#[cfg(test)]
mod tests {
    use super::*;
    use crate::codes::is_item_code_for;
    use crate::import::Cell;
    use crate::storage::{ensure_sentinel_category, memory_db};
    use anyhow::Result;
    use futures::StreamExt;
    use sea_orm::PaginatorTrait;
    use serde_json::json;
    use std::time::Duration;
    use tokio::time::timeout;

    async fn service() -> Result<StockService> {
        let db = memory_db().await?;
        Ok(StockService::new(db, QrGenerator::new("http://localhost:8000")))
    }

    fn form(name: &str, category: i32) -> ItemForm {
        ItemForm {
            name: name.to_string(),
            category,
            status: item::Status::Funcional,
            quantity: 1,
            description: String::new(),
            new_category_name: None,
        }
    }

    async fn add_category(service: &StockService, name: &str, code: &str) -> Result<category::Model> {
        Ok(service
            .create_category(CategoryForm {
                name: name.into(),
                code: code.into(),
            })
            .await?)
    }

    #[tokio::test]
    async fn test_item_creation_generates_code_and_qr() -> Result<()> {
        let service = service().await?;
        let it = add_category(&service, "IT Equipment", "IT").await?;

        let mut laptop = form("Laptop", it.id);
        laptop.quantity = 10;
        let saved = service.create_item(laptop).await?;

        let item = &saved.item.item;
        assert!(item.code.starts_with("IT-"));
        assert_eq!(item.code.len(), 14);
        assert!(is_item_code_for(&item.code, "IT"));
        assert!(item.qr_target.as_deref().unwrap_or_default().contains(&item.code));
        assert!(saved.new_category.is_none());

        let png = service.item_qr(&item.code).await?;
        assert!(png.starts_with(b"\x89PNG"));
        Ok(())
    }

    #[tokio::test]
    async fn test_create_item_with_new_category() -> Result<()> {
        let service = service().await?;
        let sentinel = ensure_sentinel_category(service.db()).await?;

        let mut new_thing = form("New Thing", sentinel.id);
        new_thing.new_category_name = Some("My New Cat".into());
        let saved = service.create_item(new_thing).await?;

        assert_eq!(saved.item.category.name, "My New Cat");
        assert!(saved.item.category.code.starts_with("MY"));
        assert_eq!(saved.new_category.as_ref().map(|c| c.id), Some(saved.item.category.id));
        assert!(is_item_code_for(&saved.item.item.code, &saved.item.category.code));
        Ok(())
    }

    #[tokio::test]
    async fn test_new_category_reuses_existing_name() -> Result<()> {
        let service = service().await?;
        let sentinel = ensure_sentinel_category(service.db()).await?;
        let tools = add_category(&service, "Tools", "TOL").await?;

        let mut hammer = form("Hammer", sentinel.id);
        hammer.new_category_name = Some("  TOOLS ".into());
        let saved = service.create_item(hammer).await?;

        assert_eq!(saved.item.category, tools);
        assert!(saved.new_category.is_none());
        Ok(())
    }

    #[tokio::test]
    async fn test_sentinel_without_name_is_rejected() -> Result<()> {
        let service = service().await?;
        let sentinel = ensure_sentinel_category(service.db()).await?;
        let categories_before = category::Entity::find().count(service.db()).await?;

        let mut orphan = form("Orphan", sentinel.id);
        orphan.new_category_name = Some("   ".into());
        let result = service.create_item(orphan).await;

        assert!(matches!(
            result,
            Err(StockError::Validation { field: "new_category_name", .. })
        ));
        assert_eq!(item::Entity::find().count(service.db()).await?, 0);
        assert_eq!(category::Entity::find().count(service.db()).await?, categories_before);
        Ok(())
    }

    #[tokio::test]
    async fn test_sentinel_name_cannot_be_reused() -> Result<()> {
        let service = service().await?;
        let sentinel = ensure_sentinel_category(service.db()).await?;

        let mut item = form("Thing", sentinel.id);
        item.new_category_name = Some("nueva categoría".into());
        let result = service.create_item(item).await;
        assert!(matches!(result, Err(StockError::Validation { .. })));
        Ok(())
    }

    #[tokio::test]
    async fn test_unknown_category_is_not_found() -> Result<()> {
        let service = service().await?;
        let result = service.create_item(form("Ghost", 999)).await;
        assert!(matches!(result, Err(StockError::NotFound(_))));
        Ok(())
    }

    #[tokio::test]
    async fn test_update_keeps_code_and_qr() -> Result<()> {
        let service = service().await?;
        let tools = add_category(&service, "Tools", "TOL").await?;
        let safety = add_category(&service, "Safety", "SEG").await?;
        let created = service.create_item(form("Helmet", tools.id)).await?.item.item;

        let mut edit = form("Helmet XL", safety.id);
        edit.status = item::Status::Averiado;
        edit.quantity = 3;
        edit.description = "Cracked".into();
        let updated = service.update_item(&created.code, edit).await?.item;

        assert_eq!(updated.item.code, created.code);
        assert_eq!(updated.item.qr_code, created.qr_code);
        assert_eq!(updated.item.qr_target, created.qr_target);
        assert_eq!(updated.item.created_at, created.created_at);
        assert_eq!(updated.item.name, "Helmet XL");
        assert_eq!(updated.category, safety);
        assert_eq!(updated.status_label, "Averiado");
        assert_eq!(updated.item.quantity, 3);
        Ok(())
    }

    #[tokio::test]
    async fn test_update_with_sentinel_creates_category() -> Result<()> {
        let service = service().await?;
        let sentinel = ensure_sentinel_category(service.db()).await?;
        let tools = add_category(&service, "Tools", "TOL").await?;
        let created = service.create_item(form("Rope", tools.id)).await?.item.item;

        let mut edit = form("Rope", sentinel.id);
        let result = service.update_item(&created.code, edit.clone()).await;
        assert!(matches!(result, Err(StockError::Validation { .. })));

        edit.new_category_name = Some("Cubierta".into());
        let saved = service.update_item(&created.code, edit).await?;
        assert_eq!(saved.item.category.code, "CUB");
        assert_eq!(saved.item.item.code, created.code);
        Ok(())
    }

    #[tokio::test]
    async fn test_list_items_newest_first_and_filtered() -> Result<()> {
        let service = service().await?;
        let tools = add_category(&service, "Tools", "TOL").await?;
        let hammer = service.create_item(form("Hammer", tools.id)).await?.item.item;
        let mut drill = form("Drill", tools.id);
        drill.description = "Cordless HAMMER drill".into();
        let drill = service.create_item(drill).await?.item.item;
        service.create_item(form("Saw", tools.id)).await?;

        let all = service.list_items(None).await?;
        assert_eq!(all.len(), 3);
        assert_eq!(all[0].item.name, "Saw");

        let found = service.list_items(Some("hammer")).await?;
        let codes: Vec<&str> = found.iter().map(|view| view.item.code.as_str()).collect();
        assert_eq!(codes, vec![drill.code.as_str(), hammer.code.as_str()]);

        let by_code = service.list_items(Some(&hammer.code.to_lowercase())).await?;
        assert_eq!(by_code.len(), 1);
        Ok(())
    }

    #[tokio::test]
    async fn test_delete_item() -> Result<()> {
        let service = service().await?;
        let tools = add_category(&service, "Tools", "TOL").await?;
        let created = service.create_item(form("Hammer", tools.id)).await?.item.item;

        service.delete_item(&created.code).await?;
        assert!(matches!(service.get_item(&created.code).await, Err(StockError::NotFound(_))));
        assert!(matches!(service.delete_item(&created.code).await, Err(StockError::NotFound(_))));
        Ok(())
    }

    #[tokio::test]
    async fn test_delete_category_cascades() -> Result<()> {
        let service = service().await?;
        let tools = add_category(&service, "Tools", "TOL").await?;
        let other = add_category(&service, "Other", "OTR").await?;
        let hammer = service.create_item(form("Hammer", tools.id)).await?.item.item;
        service.create_item(form("Saw", tools.id)).await?;
        service.create_item(form("Tape", other.id)).await?;

        let removed = service.delete_category(tools.id).await?;
        assert_eq!(removed.len(), 2);
        assert!(removed.contains(&hammer.code));
        assert_eq!(item::Entity::find().count(service.db()).await?, 1);
        assert!(matches!(service.get_category(tools.id).await, Err(StockError::NotFound(_))));
        Ok(())
    }

    #[tokio::test]
    async fn test_sentinel_category_cannot_be_deleted() -> Result<()> {
        let service = service().await?;
        let sentinel = ensure_sentinel_category(service.db()).await?;
        let result = service.delete_category(sentinel.id).await;
        assert!(matches!(result, Err(StockError::Conflict(_))));
        assert!(service.get_category(sentinel.id).await.is_ok());
        Ok(())
    }

    #[tokio::test]
    async fn test_category_code_conflicts_and_rename() -> Result<()> {
        let service = service().await?;
        let tools = add_category(&service, "Tools", "tol").await?;
        assert_eq!(tools.code, "TOL");

        let duplicate = service
            .create_category(CategoryForm {
                name: "Tolerances".into(),
                code: "TOL".into(),
            })
            .await;
        assert!(matches!(duplicate, Err(StockError::Conflict(_))));

        let renamed = service
            .rename_category(tools.id, CategoryRename { name: "Herramientas".into() })
            .await?;
        assert_eq!(renamed.name, "Herramientas");
        assert_eq!(renamed.code, "TOL");
        Ok(())
    }

    #[tokio::test]
    async fn test_import_publishes_events() -> Result<()> {
        let service = service().await?;
        add_category(&service, "Tools", "TOL").await?;
        let mut events = service.subscribe();

        let table = Table::new(
            import::REQUIRED_COLUMNS.iter().map(|c| c.to_string()).collect(),
            vec![vec![
                Cell::Text("Hammer".into()),
                Cell::Text("Tools".into()),
                Cell::Text("Funcional".into()),
                Cell::Int(10),
                Cell::Text("Heavy duty".into()),
            ]],
        );
        let report = service.import(&table).await?;
        assert_eq!(report.created, 1);
        assert!(report.new_categories.is_empty());

        let event = timeout(Duration::from_secs(1), events.next()).await?;
        match event {
            Some(Ok(ItemEvent::Created(item))) => assert_eq!(item.code, report.codes[0]),
            other => panic!("expected Created event, got {other:?}"),
        }
        Ok(())
    }

    #[tokio::test]
    async fn test_notifications() -> Result<()> {
        let service = service().await?;
        let tools = add_category(&service, "Tools", "TOL").await?;
        let mut notifications = service.subscribe();

        let created = service.create_item(form("Test Doc", tools.id)).await?.item.item;
        service.delete_item(&created.code).await?;

        match timeout(Duration::from_secs(1), notifications.next()).await? {
            Some(Ok(ItemEvent::Created(item))) => assert_eq!(item.code, created.code),
            other => panic!("Expected Created event, got {other:?}"),
        }
        match timeout(Duration::from_secs(1), notifications.next()).await? {
            Some(Ok(ItemEvent::Deleted(code))) => assert_eq!(code, created.code),
            other => panic!("Expected Deleted event, got {other:?}"),
        }
        Ok(())
    }

    #[tokio::test]
    async fn test_add_to_inventory_copies_catalog_entry() -> Result<()> {
        let service = service().await?;
        catalog::upsert_entries(
            service.db(),
            &[
                json!({"impa_code": "331201", "description": "Shackle galv 10mm", "category": "Deck"}),
                json!({"impa_code": "999999", "description": "", "notes": "Loose part"}),
            ],
        )
        .await?;

        let saved = service
            .add_to_inventory("331201", AddToInventory { quantity: Some(4), status: None })
            .await?;
        assert_eq!(saved.item.item.name, "Shackle galv 10mm");
        assert_eq!(saved.item.item.quantity, 4);
        assert_eq!(saved.item.item.description, "IMPA 331201");
        assert_eq!(saved.item.category.code, "DEC");
        assert!(saved.new_category.is_some());

        let again = service.add_to_inventory("331201", AddToInventory::default()).await?;
        assert_eq!(again.item.category.id, saved.item.category.id);
        assert_ne!(again.item.item.code, saved.item.item.code);
        assert_eq!(again.item.item.quantity, 1);

        let loose = service.add_to_inventory("999999", AddToInventory::default()).await?;
        assert_eq!(loose.item.item.name, "999999");
        assert_eq!(loose.item.item.description, "Loose part");
        assert_eq!(loose.item.category.name, FALLBACK_CATALOG_CATEGORY);

        let missing = service.add_to_inventory("000000", AddToInventory::default()).await;
        assert!(matches!(missing, Err(StockError::NotFound(_))));
        Ok(())
    }
}
use axum::{
    extract::{Path, State},
    http::StatusCode,
    Json,
};
use serde::Serialize;

use super::error::ApiResult;
use super::AppState;
use crate::entities::category;
use crate::{CategoryForm, CategoryRename};

#[derive(Debug, Serialize)]
pub struct DeletedCategory {
    pub deleted_items: Vec<String>,
}

pub async fn list(State(service): State<AppState>) -> ApiResult<Json<Vec<category::Model>>> {
    Ok(Json(service.list_categories().await?))
}

pub async fn create(
    State(service): State<AppState>,
    Json(form): Json<CategoryForm>,
) -> ApiResult<(StatusCode, Json<category::Model>)> {
    let created = service.create_category(form).await?;
    Ok((StatusCode::CREATED, Json(created)))
}

pub async fn edit(
    State(service): State<AppState>,
    Path(id): Path<i32>,
    Json(form): Json<CategoryRename>,
) -> ApiResult<Json<category::Model>> {
    Ok(Json(service.rename_category(id, form).await?))
}

pub async fn delete(
    State(service): State<AppState>,
    Path(id): Path<i32>,
) -> ApiResult<Json<DeletedCategory>> {
    let deleted_items = service.delete_category(id).await?;
    Ok(Json(DeletedCategory { deleted_items }))
}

### EXERCISE OBJECTIVE
Across the records above, tally the lines that contain "StockService" and give the result as a number alone.

### WRITTEN SOLUTION
3